En una conferencia del 1935, “Una hora conmigo,” Florit distanciaba sus
poemas de aquellos caracterizados por “el derrame, por todos los poros del
yo-sentimiento, de un sudor lírico, en la acepción peyorativa del vocablo”
(166).6 El monólogo dramático acorta la distancia al darle a Florit la
oportunidad de derramarse, de sudar, pero vicariamente. En “Martirio de San
Sebastián” el derrame lírico es casi literal, pues al recibir las flechas, el santo
sangra un “río de tibias aguas celestiales” (OC, I, 120). En “El mascarón
de proa del museo,” el derrame ocurre en seco, ya que la crisis consiste
en que el mascarón se encuentra alejado del mar: derrame por aridez. De
ahí que el monólogo dramático en Florit, y en particular “El mascarón de
proa del museo,” sea un dispositivo de alteración, en los dos sentidos del
término. Por una parte, convierte al poeta en otro, alter; por otra, le hace
perder la serenidad, lo altera.
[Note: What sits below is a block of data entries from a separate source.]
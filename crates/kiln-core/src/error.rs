//! Error types for kiln-core.

use crate::archive::ArchiveError;
use thiserror::Error;

/// Result type alias for kiln-core operations.
pub type Result<T> = std::result::Result<T, CoreError>;

/// Errors that can occur while executing a request.
///
/// These never cross [`Executor::execute`](crate::Executor::execute); they
/// are folded into an [`ExecutionResult`](crate::ExecutionResult) there.
#[derive(Debug, Error)]
pub enum CoreError {
    /// Error from kiln-container
    #[error(transparent)]
    Container(#[from] kiln_container::ContainerError),

    /// Language id not in the registry
    #[error("Unsupported language: {0}")]
    UnsupportedLanguage(String),

    /// Source could not be packed
    #[error("failed to build source archive: {0}")]
    Archive(#[from] ArchiveError),

    /// Invalid engine configuration
    #[error("invalid configuration: {0}")]
    Config(String),

    /// Invalid sandbox state for operation
    #[error("invalid state: expected {expected}, got {actual}")]
    InvalidState {
        /// Expected state
        expected: String,
        /// Actual state
        actual: String,
    },

    /// The engine is shutting down and no longer admits sandboxes
    #[error("executor is shutting down")]
    ShuttingDown,
}
//! Request and response bodies of the HTTP API.

use kiln_core::{ExecutionRequest, ExecutionResult};
use serde::{Deserialize, Serialize};

/// Body of `POST /api/execute`.
#[derive(Debug, Deserialize)]
pub struct ExecuteParams {
    /// Language to execute (python, java, cpp, c, javascript).
    pub language: String,

    /// Source code.
    pub code: String,

    /// Text fed to the program's stdin.
    #[serde(default)]
    pub input: Option<String>,
}

impl From<ExecuteParams> for ExecutionRequest {
    fn from(params: ExecuteParams) -> Self {
        Self {
            language: params.language,
            code: params.code,
            stdin: params.input,
        }
    }
}

/// Response of `POST /api/execute`.
#[derive(Debug, Serialize)]
pub struct ExecuteResponse {
    pub result: ExecutionResult,
}

/// Response of `GET /api/execute/languages`.
#[derive(Debug, Serialize)]
pub struct LanguagesResponse {
    pub languages: Vec<&'static str>,
}

/// Response of `GET /api/execute/health`.
#[derive(Debug, Serialize)]
pub struct RuntimeHealthResponse {
    /// Whether the container runtime answered.
    pub healthy: bool,
    pub message: &'static str,
}

impl RuntimeHealthResponse {
    pub fn new(healthy: bool) -> Self {
        let message = if healthy {
            "Docker is running"
        } else {
            "Docker is not available"
        };
        Self { healthy, message }
    }
}

/// Error body for rejected requests.
#[derive(Debug, Serialize)]
pub struct ErrorResponse {
    pub error: &'static str,

    /// What exactly was wrong.
    #[serde(skip_serializing_if = "Option::is_none")]
    pub details: Option<String>,
}

impl ErrorResponse {
    /// A malformed or oversized request.
    pub fn invalid_input(details: impl Into<String>) -> Self {
        Self {
            error: "Invalid input",
            details: Some(details.into()),
        }
    }
}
En vez de ceder su voz al mascarón, Florit usa
el mascarón para cambiar de voz. La tesitura de esa voz la define el propio
mascarón cuando—tan culto como el poeta—cita la “Canción I” de Fernando
de Herrera, donde el poeta sevillano alza su “canto de gemido… embuelto
en ira” por la muerte del rey portugués Sebastián I (Herrera 45). Al citar las
palabras de Herrera, el máscarón las modifica ligeramente: “llanto de gemido
envuelto en ira” (OC, II, 25). La diferencia, sin embargo, es nimia, ya que
el llanto del figurón es llanto en seco, o sea, canto. La ira del mascarón al
quejarse de su encierro en el museo distingue el monólogo de tantos poemas
de Florit que también versan sobre la soledad y el aislamiento. Al asumir una
voz impostada, la hormiguita silenciosa se agiganta y se encrespa. En lugar
de ironizar, vitupera. Ya desde el título, el monólogo nos pone en la pista de
que el poeta va a hablar de sí mismo a través de una máscara que, con el afijo
aumentativo, se presta a la hipérbole y al grito.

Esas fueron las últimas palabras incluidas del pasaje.